Couldn’t have said it better myself.
Disagree in this case. If you look at the rendering, there’s lots of “high rise” multi-family farther back. I think it’s fine in this case to have a downward sloping effect with three story housing as you approach the water.
If we land on around six stories on average, but some are nine and others are three, I’m fine with that.
I think it has more to do with setbacks and density vs height. I agree that sloping towards the water is ideal; just not if it means targeting 150 units in what could otherwise comfortably accommodate 3x that.
It’s also a little frustrating to see massings and renderings for what feels like the better half of the last decade where it shows a predominantly mixed-use community being planted but this first big swing is not giving me the impression that’s where things will ‘pencil out’.
Older renderings show the area of the Flats being mid rise apartment buildings. When was the change made and how many fewer units/total bedrooms are there as a result?
With millions of dollars worth of work going on in this community are the residents and the local contractors who also live in the area going to be involved in building these projects? Is the usual going to happen like we have no work for any of you. We need and DEMAND CHANGE. We should not allow this to be built unless we are involved.
What are you talking about? It’s not a conspiracy. Assuming the use of “we” means you’re a tradesperson and understand that you don’t get work by your proximity to a given project.
IMPO, the only thing we need to ‘DEMAND’ is for the public to have a clearer understanding of how these projects come together and the process—including vision, planning, community engagement, revisions, financing, and (generally positive) impact—in order to avoid all of these damned delays and shortfalls.
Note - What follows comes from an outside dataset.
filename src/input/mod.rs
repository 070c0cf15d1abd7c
pub mod handler;

pub use handler::handle_key;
It’s impossible to utilize solely or even disproportionately local building labor to build the amount of housing that is needed in SF or the broader Bay Area. There’s a huge shortage of construction workers as it is.
Just remember that NIMBYs have denied work to thousands of construction workers for 40 years. At least 200,000 man-years of work has been denied since the mid 80s.
How is this making San Francisco better? I don’t think so!
I mean, “1,575 dwelling units, over 200,000 square feet of retail, and 5.62 acres of public open space” is certainly an upgrade over what’s currently there…
This should be denser and taller- what a waste of space when there is housing crises.